I'm not fully understanding the implications of this example:

inline double fd() { return 1.0; }
extern double d1;
double d2 = d1; // unspecified:
               // may be statically initialized to 0.0 or
               // dynamically initialized to 1.0
double d1 = fd(); // may be initialized statically to 1.0


I think this is what goes on:

---------------
Analysis of d2

 * "= d1" does not change any other static storage variable
 * When both d2 and d1 are initialized dynamically, then d2 would be
initialized to 0.0, because d2 is defined before d1, and dynamic
initialization of d2 would grab the value of d1 as of the state just after
static initialization (where only zero initialization of d1 took place).

Analysis of d1

 * "= fd()" does not change any other static storage variable
 * When both d2 and d1 are initialized dynamically, then = fd() will
initialize d1 to 1.0.

---

So, the compiler may initialize d1 statically to 1.0, because both
conditions for optional-static-initialization are met.

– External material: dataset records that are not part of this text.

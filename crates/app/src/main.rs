mod terminal;

use std::fmt;
use std::io::{self, BufWriter};
use std::sync::Arc;

use rand::Rng;
use services::{
    Clock, FlushMode, PersistenceAdapter, StudyConfig, StudyLoopService, demo_catalog,
    load_catalog,
};
use storage::repository::Storage;
use study_core::market::Liquidity;
use study_core::model::{Answer, Catalog};

#[derive(Debug)]
enum ArgsError {
    MissingValue { flag: &'static str },
    UnknownArg(String),
    InvalidLiquidity { raw: String },
    InvalidCount { raw: String },
    InvalidDbUrl { raw: String },
}

impl fmt::Display for ArgsError {
    fn fmt(&self, f: &mut fmt::Formatter<'_>) -> fmt::Result {
        match self {
            ArgsError::MissingValue { flag } => write!(f, "{flag} requires a value"),
            ArgsError::UnknownArg(arg) => write!(f, "unknown argument: {arg}"),
            ArgsError::InvalidLiquidity { raw } => write!(f, "invalid --liquidity value: {raw}"),
            ArgsError::InvalidCount { raw } => write!(f, "invalid --participants value: {raw}"),
            ArgsError::InvalidDbUrl { raw } => write!(f, "invalid --db value: {raw}"),
        }
    }
}

impl std::error::Error for ArgsError {}

fn require_value(
    args: &mut impl Iterator<Item = String>,
    flag: &'static str,
) -> Result<String, ArgsError> {
    args.next().ok_or(ArgsError::MissingValue { flag })
}

fn print_usage() {
    eprintln!("Usage:");
    eprintln!("  cargo run -p app -- run    [--db <sqlite_url>] [--catalog <json>]");
    eprintln!("                             [--participant <id>] [--email <address|no>]");
    eprintln!("                             [--batched] [--liquidity <b>]");
    eprintln!("  cargo run -p app -- report [--db <sqlite_url>] [--catalog <json>]");
    eprintln!("                             [--liquidity <b>] [--trajectory]");
    eprintln!("  cargo run -p app -- seed   [--db <sqlite_url>] [--catalog <json>]");
    eprintln!("                             [--participants <n>]");
    eprintln!();
    eprintln!("Defaults:");
    eprintln!("  --db sqlite://study.sqlite3");
    eprintln!("  --catalog built-in demo catalog");
    eprintln!("  --participants 10");
    eprintln!();
    eprintln!("Environment:");
    eprintln!("  STUDY_DB_URL, STUDY_CATALOG, STUDY_LIQUIDITY, STUDY_RETRY_ATTEMPTS,");
    eprintln!("  STUDY_RETRY_BACKOFF_MS, STUDY_FLUSH_MODE, RUST_LOG");
}

#[derive(Debug, Clone, Copy, PartialEq, Eq)]
enum Command {
    Run,
    Report,
    Seed,
}

impl Command {
    fn from_arg(arg: &str) -> Option<Self> {
        match arg {
            "run" => Some(Self::Run),
            "report" => Some(Self::Report),
            "seed" => Some(Self::Seed),
            _ => None,
        }
    }
}

struct Args {
    db_url: String,
    catalog: Option<String>,
    participant: Option<String>,
    email: Option<String>,
    batched: bool,
    liquidity: Option<Liquidity>,
    trajectory: bool,
    participants: usize,
}

impl Args {
    fn parse(args: &mut impl Iterator<Item = String>) -> Result<Self, ArgsError> {
        let mut parsed = Self {
            db_url: std::env::var("STUDY_DB_URL")
                .ok()
                .map_or_else(|| "sqlite://study.sqlite3".into(), normalize_sqlite_url),
            catalog: std::env::var("STUDY_CATALOG").ok(),
            participant: None,
            email: None,
            batched: false,
            liquidity: None,
            trajectory: false,
            participants: 10,
        };

        while let Some(arg) = args.next() {
            match arg.as_str() {
                "--db" => {
                    let value = require_value(args, "--db")?;
                    if value.trim().is_empty() {
                        return Err(ArgsError::InvalidDbUrl { raw: value });
                    }
                    parsed.db_url = normalize_sqlite_url(value);
                }
                "--catalog" => parsed.catalog = Some(require_value(args, "--catalog")?),
                "--participant" => parsed.participant = Some(require_value(args, "--participant")?),
                "--email" => parsed.email = Some(require_value(args, "--email")?),
                "--batched" => parsed.batched = true,
                "--trajectory" => parsed.trajectory = true,
                "--liquidity" => {
                    let value = require_value(args, "--liquidity")?;
                    let liquidity = value
                        .parse::<f64>()
                        .ok()
                        .and_then(|b| Liquidity::new(b).ok())
                        .ok_or_else(|| ArgsError::InvalidLiquidity { raw: value.clone() })?;
                    parsed.liquidity = Some(liquidity);
                }
                "--participants" => {
                    let value = require_value(args, "--participants")?;
                    parsed.participants = value
                        .parse()
                        .map_err(|_| ArgsError::InvalidCount { raw: value.clone() })?;
                }
                "--help" | "-h" => {
                    print_usage();
                    std::process::exit(0);
                }
                _ => return Err(ArgsError::UnknownArg(arg)),
            }
        }

        Ok(parsed)
    }

    fn config(&self) -> Result<StudyConfig, services::ConfigError> {
        let mut config = StudyConfig::from_env()?;
        if self.batched {
            config.flush = FlushMode::Batched;
        }
        if let Some(liquidity) = self.liquidity {
            config.liquidity = liquidity;
        }
        Ok(config)
    }

    fn catalog(&self) -> Result<Catalog, services::ConfigError> {
        match &self.catalog {
            Some(path) => load_catalog(path),
            None => demo_catalog(),
        }
    }
}

fn normalize_sqlite_url(raw: String) -> String {
    if raw == "sqlite::memory:" || raw.starts_with("sqlite://") {
        return raw;
    }

    let trimmed = raw.trim().to_string();
    let path_str = trimmed
        .strip_prefix("sqlite:")
        .unwrap_or(trimmed.as_str())
        .to_string();
    let path = std::path::Path::new(&path_str);
    let absolute = if path.is_absolute() {
        path.to_path_buf()
    } else {
        std::env::current_dir()
            .unwrap_or_else(|_| std::path::PathBuf::from("."))
            .join(path)
    };
    format!("sqlite://{}", absolute.display())
}

fn init_tracing() -> Result<(), Box<dyn std::error::Error>> {
    let filter = tracing_subscriber::EnvFilter::try_from_default_env()
        .unwrap_or_else(|_| tracing_subscriber::EnvFilter::new("warn"));

    tracing_subscriber::fmt()
        .with_env_filter(filter)
        .with_writer(io::stderr)
        .try_init()
        .map_err(|error| format!("failed to initialize tracing subscriber: {error}"))?;

    Ok(())
}

fn prompt_line(prompt: &str) -> io::Result<String> {
    use std::io::Write;

    let mut out = io::stdout();
    write!(out, "{prompt}")?;
    out.flush()?;
    let mut line = String::new();
    io::stdin().read_line(&mut line)?;
    Ok(line.trim().to_owned())
}

async fn run() -> Result<(), Box<dyn std::error::Error>> {
    let mut argv: Vec<String> = std::env::args().skip(1).collect();

    // Default behavior: run a session when no subcommand is provided.
    let cmd = match argv.first().map(String::as_str) {
        None => Command::Run,
        Some("--help" | "-h") => {
            print_usage();
            return Ok(());
        }
        Some(first) if first.starts_with("--") => Command::Run,
        Some(first) => Command::from_arg(first).ok_or_else(|| {
            eprintln!("unknown subcommand: {first}");
            print_usage();
            io::Error::new(io::ErrorKind::InvalidInput, "unknown subcommand")
        })?,
    };

    if !argv.is_empty() && !argv[0].starts_with("--") {
        argv.remove(0);
    }

    let mut iter = argv.into_iter();
    let parsed = Args::parse(&mut iter).map_err(|e| {
        eprintln!("{e}");
        print_usage();
        e
    })?;

    init_tracing()?;
    let config = parsed.config()?;
    let catalog = Arc::new(parsed.catalog()?);

    // Open + migrate SQLite at startup. Keep this in the binary glue so core/services stay pure.
    prepare_sqlite_file(&parsed.db_url)?;
    let storage = Storage::sqlite(&parsed.db_url).await?;
    let study = StudyLoopService::new(
        catalog,
        Clock::default_clock(),
        PersistenceAdapter::from_storage(&storage, config.retry),
        config,
    );

    match cmd {
        Command::Run => {
            let participant = match parsed.participant {
                Some(id) => id,
                None => prompt_line("Participant id: ")?,
            };
            let email = match parsed.email {
                Some(email) => email,
                None => prompt_line("Email for results (or \"no\"): ")?,
            };
            let mut session = study.start_session(&participant, &email)?;

            let stdin = io::stdin();
            let mut input = stdin.lock();
            let mut out = io::stdout();
            terminal::run_session(&study, &mut session, &mut input, &mut out).await?;
            Ok(())
        }
        Command::Report => {
            let report = study.report(parsed.trajectory).await?;
            let mut out = BufWriter::new(io::stdout());
            terminal::print_report(&report, &mut out)?;
            std::io::Write::flush(&mut out)?;
            Ok(())
        }
        Command::Seed => {
            let mut rng = rand::rng();
            for n in 1..=parsed.participants {
                let mut session = study.start_session(&format!("seed-{n}"), "no")?;
                while !session.is_complete() {
                    let answer = Answer::from(rng.random_bool(0.5));
                    study.answer_current(&mut session, answer).await?;
                }
            }
            eprintln!(
                "seeded {} participant(s) over {} statement(s) into {}",
                parsed.participants,
                study.controller().catalog().len(),
                parsed.db_url
            );
            Ok(())
        }
    }
}

fn prepare_sqlite_file(db_url: &str) -> Result<(), Box<dyn std::error::Error>> {
    if db_url == "sqlite::memory:" {
        return Ok(());
    }

    let path = db_url
        .strip_prefix("sqlite://")
        .ok_or_else(|| ArgsError::InvalidDbUrl {
            raw: db_url.to_string(),
        })?;
    let path = path.split('?').next().unwrap_or(path);
    if path.is_empty() {
        return Err(ArgsError::InvalidDbUrl {
            raw: db_url.to_string(),
        }
        .into());
    }

    let path = std::path::Path::new(path);
    if let Some(parent) = path.parent() {
        std::fs::create_dir_all(parent)?;
    }

    if !path.exists() {
        std::fs::OpenOptions::new()
            .create(true)
            .write(true)
            .truncate(false)
            .open(path)?;
    }

    Ok(())
}

#[tokio::main]
async fn main() {
    if let Err(err) = run().await {
        // At this layer (binary glue), printing once is fine.
        eprintln!("{err}");
        std::process::exit(2);
    }
}
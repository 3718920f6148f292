/// Aggregated view of session progress, useful for a presentation layer.
#[derive(Debug, Clone, PartialEq, Eq)]
pub struct SessionProgress {
    pub total: usize,
    pub answered: usize,
    pub remaining: usize,
    pub is_complete: bool,
}

/// A participant's accuracy on test statements.
///
/// `out_of` is the number of test statements in the catalog, not the queue
/// length.
#[derive(Debug, Clone, Copy, PartialEq, Eq)]
pub struct ScoreReport {
    pub correct: usize,
    pub out_of: usize,
}
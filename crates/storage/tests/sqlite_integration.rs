use chrono::Duration;
use storage::repository::{ResponseSink, ResponseSource, Storage};
use storage::sqlite::SqliteRepository;
use study_core::model::{Answer, CompletionStatus, RESPONSE_COLUMNS, ResponseRecord};
use study_core::time::fixed_now;

fn record(participant: &str, statement: &str, answer: Answer, secs: i64) -> ResponseRecord {
    ResponseRecord {
        participant_id: participant.into(),
        email: "no".into(),
        statement_text: statement.into(),
        answer,
        feedback: "We do not know whether this statement is true or false".into(),
        timestamp: fixed_now() + Duration::seconds(secs),
        completion_status: CompletionStatus::Completed,
    }
}

#[tokio::test]
async fn sqlite_appends_and_reads_structured_table() {
    let repo = SqliteRepository::connect("sqlite:file:memdb_responses?mode=memory&cache=shared")
        .await
        .expect("connect");
    repo.migrate().await.expect("migrate");
    // migrations are idempotent
    repo.migrate().await.expect("migrate twice");

    let first = record("p1", "AAPL lower on May 13", Answer::True, 0);
    let second = record("p2", "AAPL lower on May 13", Answer::False, 30)
        .with_status(CompletionStatus::Incomplete);
    repo.append_row(&first.to_row()).await.unwrap();
    repo.append_row(&second.to_row()).await.unwrap();

    let table = repo.read_table().await.expect("read table");
    assert_eq!(table.headers().len(), RESPONSE_COLUMNS.len());
    let records = table.records().expect("parse records");
    assert_eq!(records, vec![first, second]);
}

#[tokio::test]
async fn sqlite_raw_rows_start_with_column_names() {
    let storage = Storage::sqlite("sqlite:file:memdb_raw_rows?mode=memory&cache=shared")
        .await
        .expect("storage");

    let raw = storage.source.read_raw_rows().await.unwrap();
    assert_eq!(raw.len(), 1);
    assert_eq!(raw[0], RESPONSE_COLUMNS.map(str::to_owned).to_vec());

    storage
        .sink
        .append_row(&record("p1", "MSFT lower on May 11", Answer::True, 0).to_row())
        .await
        .unwrap();

    let raw = storage.source.read_raw_rows().await.unwrap();
    assert_eq!(raw.len(), 2);
    assert_eq!(raw[0], RESPONSE_COLUMNS.map(str::to_owned).to_vec());
    assert_eq!(raw[1][3], "true");
    assert_eq!(raw[1][5], "2023-11-14 22:13:20");
}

 * If the compiler decides to initialize d1 and d2 dynamically, then d2 will
be initialized to 0.0, since it will grab the value of d1 as it was just
after zero initialization.

 * However, if the compiler decides to initialize d1 statically and d2
dynamically, then d2 will be initialized to 1.0, since the dynamic
initialization of d2 will grab the fully initialized value of d1 as it was
just after static initialization.

---------------

But i don't understand what happens if the compiler decides to initialize
*both* d1 and d2 statically. Since static initialization has no order, what
value of d1 is grabbed by d2? The 1.0 of copy initialization or the 0.0 of
zero initialization?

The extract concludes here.